Understanding CAD/CAM Dentistry
Computer-aided design (CAD) and computer-aided manufacturing (CAM) are terms describing software that make it possible for dentists to perform complex procedures faster, more easily and more accurately, says the JPR. CAD/CAM technology constructs restorations, like crowns, veneers, inlays, onlays and bridges, from a single block of ceramics, which makes the final product more precise compared to traditional fabrication methods.
What the Process Involves for CAD/CAM Dentistry
With CAD/CAM dentistry, custom 3-D images of your prepared tooth or teeth are created by digitally scanning your impressions. These scans are then used to produce a virtual design for the restorative device, which is then sent to digitally connected milling equipment. The design guides the milling machine to carve the restoration from a solid block of restorative material, explains Dentistry IQ.

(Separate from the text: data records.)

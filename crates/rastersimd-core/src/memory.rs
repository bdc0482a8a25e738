//! Aligned memory primitives.
//!
//! Kernels pick their fastest load/store form only when every buffer they
//! touch starts on a vector boundary and every row stride is a multiple of it.
//! This module provides the rounding helpers used to split an iteration range
//! into a vector body and a tail, the alignment predicates used by runtime
//! selectors, and [`AlignedBuffer`], an owned zero-initialized allocation that
//! satisfies those predicates.
//!
//! # Usage
//!
//! ```rust
//! use rastersimd_core::memory::{align_hi, AlignedBuffer, SIMD_ALIGN};
//!
//! let width = 37;
//! let stride = align_hi(width, SIMD_ALIGN);
//! let image = AlignedBuffer::<u8>::new(stride * 10)?;
//! assert!(rastersimd_core::memory::is_aligned_ptr(image.as_ptr(), SIMD_ALIGN));
//! # Ok::<(), rastersimd_core::Error>(())
//! ```

use std::alloc::{alloc_zeroed, dealloc, Layout};
use std::fmt;
use std::ops::{Deref, DerefMut};
use std::ptr::NonNull;

use crate::error::{Error, Result};

/// Widest vector register alignment used by any kernel (AVX-512).
pub const SIMD_ALIGN: usize = 64;

/// Rounds `value` down to a multiple of the power-of-two `align`.
#[inline]
#[must_use]
pub const fn align_lo(value: usize, align: usize) -> usize {
    debug_assert!(align.is_power_of_two());
    value & !(align - 1)
}

/// Rounds `value` up to a multiple of the power-of-two `align`.
#[inline]
#[must_use]
pub const fn align_hi(value: usize, align: usize) -> usize {
    debug_assert!(align.is_power_of_two());
    (value + align - 1) & !(align - 1)
}

/// Returns true when `value` (a byte offset or stride) is a multiple of `align`.
#[inline]
#[must_use]
pub const fn is_aligned(value: usize, align: usize) -> bool {
    value & (align - 1) == 0
}

/// Returns true when `ptr` lies on an `align`-byte boundary.
#[inline]
#[must_use]
pub fn is_aligned_ptr<T>(ptr: *const T, align: usize) -> bool {
    is_aligned(ptr as usize, align)
}

mod sealed {
    pub trait Sealed {}
}

/// Plain numeric element types storable in an [`AlignedBuffer`].
///
/// Every implementor is valid for the all-zero bit pattern, which is what
/// [`AlignedBuffer`] relies on when it hands out zero-filled memory.
pub trait Element: Copy + Default + sealed::Sealed + 'static {}

macro_rules! impl_element {
    ($($ty:ty),* $(,)?) => {
        $(
            impl sealed::Sealed for $ty {}
            impl Element for $ty {}
        )*
    };
}

impl_element!(u8, i8, u16, i16, u32, i32, u64, i64, f32, f64, half::bf16);

/// Owned, zero-initialized, over-aligned element buffer.
///
/// The allocation is released when the buffer is dropped, including during
/// unwinding.
pub struct AlignedBuffer<T: Element> {
    ptr: NonNull<T>,
    len: usize,
    layout: Layout,
}

impl<T: Element> AlignedBuffer<T> {
    /// Allocates `len` zeroed elements aligned to [`SIMD_ALIGN`].
    pub fn new(len: usize) -> Result<Self> {
        Self::with_alignment(len, SIMD_ALIGN)
    }

    /// Allocates `len` zeroed elements aligned to `align` bytes.
    ///
    /// `align` must be a power of two. It is raised to the natural alignment
    /// of `T` when smaller.
    pub fn with_alignment(len: usize, align: usize) -> Result<Self> {
        if !align.is_power_of_two() {
            return Err(Error::InvalidAlignment(align));
        }
        let align = align.max(std::mem::align_of::<T>());
        let bytes = len
            .checked_mul(std::mem::size_of::<T>())
            .ok_or(Error::Allocation { bytes: usize::MAX, align })?;
        let layout =
            Layout::from_size_align(bytes, align).map_err(|_| Error::Allocation { bytes, align })?;

        if bytes == 0 {
            return Ok(Self {
                ptr: NonNull::dangling(),
                len,
                layout,
            });
        }

        // SAFETY: `alloc_zeroed` requires a valid non-zero layout.
        // - Condition 1: `bytes > 0` is checked above.
        // - Condition 2: `Layout::from_size_align` validated size and alignment.
        // Reason: Over-aligned raster storage cannot be expressed through `Vec`.
        let raw = unsafe { alloc_zeroed(layout) };
        let ptr = NonNull::new(raw.cast::<T>()).ok_or(Error::Allocation { bytes, align })?;
        tracing::trace!(bytes, align, "aligned buffer allocated");
        Ok(Self { ptr, len, layout })
    }

    /// Allocates an aligned copy of `data`.
    pub fn from_slice(data: &[T]) -> Result<Self> {
        let mut buffer = Self::new(data.len())?;
        buffer.copy_from_slice(data);
        Ok(buffer)
    }

    /// Number of elements.
    #[inline]
    #[must_use]
    pub fn len(&self) -> usize {
        self.len
    }

    /// Returns true when the buffer holds no elements.
    #[inline]
    #[must_use]
    pub fn is_empty(&self) -> bool {
        self.len == 0
    }

    /// Alignment of the allocation in bytes.
    #[inline]
    #[must_use]
    pub fn alignment(&self) -> usize {
        self.layout.align()
    }

    /// Borrows the elements as a slice.
    #[inline]
    #[must_use]
    pub fn as_slice(&self) -> &[T] {
        // SAFETY: `ptr` is valid for `len` initialized elements.
        // - Condition 1: The allocation holds `len * size_of::<T>()` zeroed bytes, and
        //   zero is a valid `T` for every `Element`.
        // - Condition 2: For `len == 0` the dangling pointer is non-null and aligned.
        // Reason: Slice access to an owned raw allocation.
        unsafe { std::slice::from_raw_parts(self.ptr.as_ptr(), self.len) }
    }

    /// Borrows the elements as a mutable slice.
    #[inline]
    #[must_use]
    pub fn as_mut_slice(&mut self) -> &mut [T] {
        // SAFETY: Same invariants as `as_slice`; `&mut self` guarantees uniqueness.
        unsafe { std::slice::from_raw_parts_mut(self.ptr.as_ptr(), self.len) }
    }
}

impl<T: Element> Drop for AlignedBuffer<T> {
    fn drop(&mut self) {
        if self.layout.size() != 0 {
            // SAFETY: `dealloc` requires the original pointer/layout pair.
            // - Condition 1: `self.ptr` was produced by `alloc_zeroed(self.layout)`.
            // - Condition 2: Zero-size buffers never allocated and are skipped above.
            // Reason: Manual deallocation is needed for raw-memory RAII.
            unsafe {
                dealloc(self.ptr.as_ptr().cast::<u8>(), self.layout);
            }
        }
    }
}

impl<T: Element> Deref for AlignedBuffer<T> {
    type Target = [T];

    fn deref(&self) -> &[T] {
        self.as_slice()
    }
}

impl<T: Element> DerefMut for AlignedBuffer<T> {
    fn deref_mut(&mut self) -> &mut [T] {
        self.as_mut_slice()
    }
}

impl<T: Element + fmt::Debug> fmt::Debug for AlignedBuffer<T> {
    fn fmt(&self, f: &mut fmt::Formatter<'_>) -> fmt::Result {
        f.debug_struct("AlignedBuffer")
            .field("len", &self.len)
            .field("align", &self.layout.align())
            .finish_non_exhaustive()
    }
}

// SAFETY: `AlignedBuffer` owns its allocation exclusively.
// - Condition 1: No aliasing references are stored, only pointer + layout metadata.
// - Condition 2: `Element` types are plain numeric values with no thread affinity.
// Reason: Heap allocations are not thread-affine; ownership transfer across threads is sound.
unsafe impl<T: Element> Send for AlignedBuffer<T> {}

// SAFETY: Shared access only hands out `&[T]`, which is `Sync` for plain numeric `T`.
unsafe impl<T: Element> Sync for AlignedBuffer<T> {}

Dental Economics lists the steps involved in a CAD/CAM procedure:
- Tooth preparation
- Intraoral scanning
- Restoration design
- Sintering and polishing
All this can be done chairside in about 40 minutes to two and a half hours, estimates Dental Economics. That may sound like a long appointment, but when you consider the convenience factor of only needing to make one trip to the dentist's office, it may be worth it and shorter than if you had to return for a second appointment.
Features and Benefits of CAD/CAM Dentistry
CAD/CAM offers multiple benefits to restorative dentistry, ranging from improved accuracy to shorter waiting periods for your dental appliances, notes the Consumer Guide to Dentistry. Because crowns and other restorative options no longer need to be outsourced to a laboratory, the whole process can be completed in one office visit and there's no need for a temporary restoration. The technology also eliminates several outsourcing costs, although you may have to pay for the extra time the dentist spends at your chairside.
One potential downside is that not all offices have CAD/CAM technology, and there is a steep learning curve for some professionals. Dentistry IQ notes that only 8 to 10 percent of American dental practices have an in-house CAD/CAM facility.
You can care for your new dental restorations using the same oral hygiene regimen as for your natural teeth, such as daily brushing with the Colgate 360° Total Advanced Powered toothbrush, which removes four times more bacteria than the leading battery-powered toothbrush.
Is CAD/CAM Dentistry Right for You?
Your dentist will let you know if you're a good candidate for the CAD/CAM technology. If your practitioner recommends a CAD/CAM dental procedure for you, be sure to ask for full details of the costs and benefits you can expect.